**What you have to do**
Go through the data below and return each line where the string "Debug" appears.

++++ Data supplied ++++

//! Player leaderboard: search, position filter and column sort.
//!
//! Pagination is left to the caller.

use std::cmp::Ordering;
use std::str::FromStr;

use serde::{Deserialize, Serialize};

use crate::models::PlayerStatLine;

/// Sortable leaderboard columns.
#[derive(Debug, Clone, Copy, PartialEq, Eq, Hash, Default, Serialize, Deserialize)]
pub enum SortField {
    #[serde(rename = "rank")]
    Rank,
    #[serde(rename = "name")]
    Name,
    #[serde(rename = "team")]
    Team,
    #[serde(rename = "ppg")]
    #[default]
    Ppg,
    #[serde(rename = "rpg")]
    Rpg,
    #[serde(rename = "apg")]
    Apg,
    #[serde(rename = "spg")]
    Spg,
    #[serde(rename = "bpg")]
    Bpg,
    #[serde(rename = "fg")]
    FieldGoal,
    #[serde(rename = "threePt")]
    ThreePoint,
    #[serde(rename = "ft")]
    FreeThrow,
}

impl SortField {
    pub fn as_str(&self) -> &'static str {
        match self {
            SortField::Rank => "rank",
            SortField::Name => "name",
            SortField::Team => "team",
            SortField::Ppg => "ppg",
            SortField::Rpg => "rpg",
            SortField::Apg => "apg",
            SortField::Spg => "spg",
            SortField::Bpg => "bpg",
            SortField::FieldGoal => "fg",
            SortField::ThreePoint => "threePt",
            SortField::FreeThrow => "ft",
        }
    }

    /// Ascending comparison on this column.
    pub fn compare(&self, a: &PlayerStatLine, b: &PlayerStatLine) -> Ordering {
        match self {
            SortField::Name => compare_text(&a.gamertag, &b.gamertag),
            SortField::Team => compare_text(&a.team_name, &b.team_name),
            // Unranked players sort as rank 0.
            SortField::Rank => compare_by(a, b, |p| p.global_rank.map_or(0.0, f64::from)),
            SortField::Ppg => compare_by(a, b, |p| p.points_per_game),
            SortField::Rpg => compare_by(a, b, |p| p.rebounds_per_game),
            SortField::Apg => compare_by(a, b, |p| p.assists_per_game),
            SortField::Spg => compare_by(a, b, |p| p.steals_per_game),
            SortField::Bpg => compare_by(a, b, |p| p.blocks_per_game),
            SortField::FieldGoal => compare_by(a, b, |p| p.field_goal_percentage),
            SortField::ThreePoint => compare_by(a, b, |p| p.three_point_percentage),
            SortField::FreeThrow => compare_by(a, b, |p| p.free_throw_percentage),
        }
    }
}

fn compare_by(
    a: &PlayerStatLine,
    b: &PlayerStatLine,
    value: impl Fn(&PlayerStatLine) -> f64,
) -> Ordering {
    value(a).total_cmp(&value(b))
}

impl FromStr for SortField {
    type Err = String;

    fn from_str(s: &str) -> Result<Self, Self::Err> {
        let field = match s {
            "rank" => SortField::Rank,
            "name" => SortField::Name,
            "team" => SortField::Team,
            "ppg" => SortField::Ppg,
            "rpg" => SortField::Rpg,
            "apg" => SortField::Apg,
            "spg" => SortField::Spg,
            "bpg" => SortField::Bpg,
            "fg" => SortField::FieldGoal,
            "threePt" => SortField::ThreePoint,
            "ft" => SortField::FreeThrow,
            other => return Err(format!("unknown sort field: {}", other)),
        };
        Ok(field)
    }
}

impl std::fmt::Display for SortField {
    fn fmt(&self, f: &mut std::fmt::Formatter<'_>) -> std::fmt::Result {
        f.write_str(self.as_str())
    }
}

#[derive(Debug, Clone, Copy, PartialEq, Eq, Default, Serialize, Deserialize)]
#[serde(rename_all = "lowercase")]
pub enum SortDirection {
    Asc,
    #[default]
    Desc,
}

impl FromStr for SortDirection {
    type Err = String;

    fn from_str(s: &str) -> Result<Self, Self::Err> {
        match s.to_ascii_lowercase().as_str() {
            "asc" | "ascending" => Ok(SortDirection::Asc),
            "desc" | "descending" => Ok(SortDirection::Desc),
            other => Err(format!("unknown sort direction: {}", other)),
        }
    }
}

/// Position filter; `"all"` disables it.
#[derive(Debug, Clone, PartialEq, Eq, Default)]
pub enum PositionFilter {
    #[default]
    All,
    Only(String),
}

impl PositionFilter {
    pub fn matches(&self, position: Option<&str>) -> bool {
        match self {
            PositionFilter::All => true,
            PositionFilter::Only(wanted) => position == Some(wanted.as_str()),
        }
    }
}

impl FromStr for PositionFilter {
    type Err = std::convert::Infallible;

    fn from_str(s: &str) -> Result<Self, Self::Err> {
        let s = s.trim();
        if s.is_empty() || s.eq_ignore_ascii_case("all") {
            Ok(PositionFilter::All)
        } else {
            Ok(PositionFilter::Only(s.to_string()))
        }
    }
}

/// Leaderboard query.
#[derive(Debug, Clone, PartialEq)]
pub struct LeaderboardQuery {
    pub search_term: String,
    pub position_filter: PositionFilter,
    pub sort_field: SortField,
    pub sort_direction: SortDirection,
}

impl Default for LeaderboardQuery {
    fn default() -> Self {
        Self {
            search_term: String::new(),
            position_filter: PositionFilter::All,
            sort_field: SortField::default(),
            sort_direction: SortDirection::default(),
        }
    }
}

/// Case-insensitive ordering, falling back to the raw text so distinct
/// strings never compare equal.
fn compare_text(a: &str, b: &str) -> Ordering {
    a.to_lowercase()
        .cmp(&b.to_lowercase())
        .then_with(|| a.cmp(b))
}

fn matches_search(player: &PlayerStatLine, needle: &str) -> bool {
    if needle.is_empty() {
        return true;
    }
    player.gamertag.to_lowercase().contains(needle)
        || player
            .team_names
            .iter()
            .any(|team| team.to_lowercase().contains(needle))
}

/// Filter and sort the leaderboard.
///
/// Sorting is stable, so players tied on the sort column keep input order
/// in both directions.
pub fn filter_and_sort<'a>(
    players: &'a [PlayerStatLine],
    query: &LeaderboardQuery,
) -> Vec<&'a PlayerStatLine> {
    let needle = query.search_term.trim().to_lowercase();

    let mut rows: Vec<&PlayerStatLine> = players
        .iter()
        .filter(|p| matches_search(p, &needle))
        .filter(|p| query.position_filter.matches(p.position.as_deref()))
        .collect();

    rows.sort_by(|a, b| {
        let ord = query.sort_field.compare(a, b);
        match query.sort_direction {
            SortDirection::Asc => ord,
            SortDirection::Desc => ord.reverse(),
        }
    });
    rows
}

#[cfg(test)]
mod tests {
    use super::*;

    fn player(id: &str, gamertag: &str, ppg: f64) -> PlayerStatLine {
        PlayerStatLine {
            points_per_game: ppg,
            ..PlayerStatLine::new(id, gamertag)
        }
    }

    fn query(sort_field: SortField, sort_direction: SortDirection) -> LeaderboardQuery {
        LeaderboardQuery {
            sort_field,
            sort_direction,
            ..Default::default()
        }
    }

    fn ids(rows: &[&PlayerStatLine]) -> Vec<String> {
        rows.iter().map(|p| p.player_id.to_string()).collect()
    }

    #[test]
    fn test_search_is_case_insensitive() {
        let players = vec![player("p1", "JohnDoe", 10.0), player("p2", "Ace", 12.0)];
        let q = LeaderboardQuery {
            search_term: "jo".to_string(),
            ..Default::default()
        };

        assert_eq!(ids(&filter_and_sort(&players, &q)), vec!["p1"]);
    }

    #[test]
    fn test_search_matches_any_team_name() {
        let players = vec![
            player("p1", "JohnDoe", 10.0).with_team("Night Owls").with_team("Sky Kings"),
            player("p2", "Ace", 12.0).with_team("Harbor Sharks"),
        ];
        let q = LeaderboardQuery {
            search_term: "KINGS".to_string(),
            ..Default::default()
        };

        assert_eq!(ids(&filter_and_sort(&players, &q)), vec!["p1"]);
    }

    #[test]
    fn test_empty_search_matches_all() {
        let players = vec![player("p1", "a", 1.0), player("p2", "b", 2.0)];
        assert_eq!(filter_and_sort(&players, &LeaderboardQuery::default()).len(), 2);
    }

    #[test]
    fn test_position_filter() {
        let players = vec![
            player("p1", "a", 1.0).with_position("PG"),
            player("p2", "b", 2.0).with_position("C"),
            player("p3", "c", 3.0),
        ];
        let q = LeaderboardQuery {
            position_filter: "PG".parse().unwrap(),
            ..Default::default()
        };
        assert_eq!(ids(&filter_and_sort(&players, &q)), vec!["p1"]);

        let all = LeaderboardQuery {
            position_filter: "all".parse().unwrap(),
            ..Default::default()
        };
        assert_eq!(filter_and_sort(&players, &all).len(), 3);
    }

    #[test]
    fn test_stable_sort_on_equal_ppg() {
        let players = vec![
            player("p1", "a", 15.0),
            player("p2", "b", 20.0),
            player("p3", "c", 15.0),
            player("p4", "d", 15.0),
        ];

        let desc = filter_and_sort(&players, &query(SortField::Ppg, SortDirection::Desc));
        assert_eq!(ids(&desc), vec!["p2", "p1", "p3", "p4"]);

        let asc = filter_and_sort(&players, &query(SortField::Ppg, SortDirection::Asc));
        assert_eq!(ids(&asc), vec!["p1", "p3", "p4", "p2"]);
    }

    #[test]
    fn test_sort_by_name_ignores_case() {
        let players = vec![
            player("p1", "zed", 0.0),
            player("p2", "Alpha", 0.0),
            player("p3", "beta", 0.0),
        ];
        let rows = filter_and_sort(&players, &query(SortField::Name, SortDirection::Asc));
        assert_eq!(ids(&rows), vec!["p2", "p3", "p1"]);
    }

    #[test]
    fn test_sort_by_team_uses_primary_team() {
        let players = vec![
            player("p1", "a", 0.0).with_team("Sky Kings"),
            player("p2", "b", 0.0),
            player("p3", "c", 0.0).with_team("Atlas"),
        ];
        let rows = filter_and_sort(&players, &query(SortField::Team, SortDirection::Asc));
        // "Free Agent" sorts between "Atlas" and "Sky Kings".
        assert_eq!(ids(&rows), vec!["p3", "p2", "p1"]);
    }

    #[test]
    fn test_sort_by_rank_defaults_missing_to_zero() {
        let mut ranked = player("p1", "a", 0.0);
        ranked.global_rank = Some(2);
        let mut top = player("p2", "b", 0.0);
        top.global_rank = Some(1);
        let unranked = player("p3", "c", 0.0);

        let players = vec![ranked, top, unranked];
        let rows = filter_and_sort(&players, &query(SortField::Rank, SortDirection::Asc));
        assert_eq!(ids(&rows), vec!["p3", "p2", "p1"]);
    }

    #[test]
    fn test_compare_per_game_columns() {
        let mut a = player("p1", "a", 10.0);
        a.rebounds_per_game = 8.0;
        a.assists_per_game = 2.0;
        a.steals_per_game = 1.5;
        a.blocks_per_game = 0.2;
        a.field_goal_percentage = 0.52;
        let mut b = player("p2", "b", 10.0);
        b.rebounds_per_game = 3.0;
        b.assists_per_game = 9.0;
        b.steals_per_game = 1.5;
        b.blocks_per_game = 1.1;
        b.field_goal_percentage = 0.44;

        assert_eq!(SortField::Ppg.compare(&a, &b), Ordering::Equal);
        assert_eq!(SortField::Rpg.compare(&a, &b), Ordering::Greater);
        assert_eq!(SortField::Apg.compare(&a, &b), Ordering::Less);
        assert_eq!(SortField::Spg.compare(&a, &b), Ordering::Equal);
        assert_eq!(SortField::Bpg.compare(&a, &b), Ordering::Less);
        assert_eq!(SortField::FieldGoal.compare(&a, &b), Ordering::Greater);
    }

    #[test]
    fn test_sort_by_percentage_columns() {
        let mut a = player("p1", "a", 0.0);
        a.three_point_percentage = 0.41;
        a.free_throw_percentage = 0.70;
        let mut b = player("p2", "b", 0.0);
        b.three_point_percentage = 0.35;
        b.free_throw_percentage = 0.90;

        let players = vec![a, b];
        let three = filter_and_sort(&players, &query(SortField::ThreePoint, SortDirection::Desc));
        assert_eq!(ids(&three), vec!["p1", "p2"]);
        let ft = filter_and_sort(&players, &query(SortField::FreeThrow, SortDirection::Desc));
        assert_eq!(ids(&ft), vec!["p2", "p1"]);
    }

    #[test]
    fn test_sort_field_wire_names() {
        for field in [
            SortField::Rank,
            SortField::Name,
            SortField::Team,
            SortField::Ppg,
            SortField::Rpg,
            SortField::Apg,
            SortField::Spg,
            SortField::Bpg,
            SortField::FieldGoal,
            SortField::ThreePoint,
            SortField::FreeThrow,
        ] {
            assert_eq!(field.as_str().parse::<SortField>(), Ok(field));
            let json = serde_json::to_string(&field).unwrap();
            assert_eq!(json, format!("\"{}\"", field.as_str()));
        }
        assert!("points".parse::<SortField>().is_err());
    }

    #[test]
    fn test_sort_direction_parse() {
        assert_eq!("ASC".parse::<SortDirection>(), Ok(SortDirection::Asc));
        assert_eq!("desc".parse::<SortDirection>(), Ok(SortDirection::Desc));
        assert!("up".parse::<SortDirection>().is_err());
    }

    #[test]
    fn test_filter_and_sort_is_pure() {
        let players = vec![player("p1", "a", 3.0), player("p2", "b", 3.0), player("p3", "c", 9.0)];
        let q = query(SortField::Ppg, SortDirection::Desc);

        assert_eq!(
            ids(&filter_and_sort(&players, &q)),
            ids(&filter_and_sort(&players, &q))
        );
        assert_eq!(players[0].player_id.as_str(), "p1");
    }
}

++++

**Reply**
#[derive(Debug, Clone, Copy, PartialEq, Eq, Hash, Default, Serialize, Deserialize)]
#[derive(Debug, Clone, Copy, PartialEq, Eq, Default, Serialize, Deserialize)]
#[derive(Debug, Clone, PartialEq, Eq, Default)]
#[derive(Debug, Clone, PartialEq)]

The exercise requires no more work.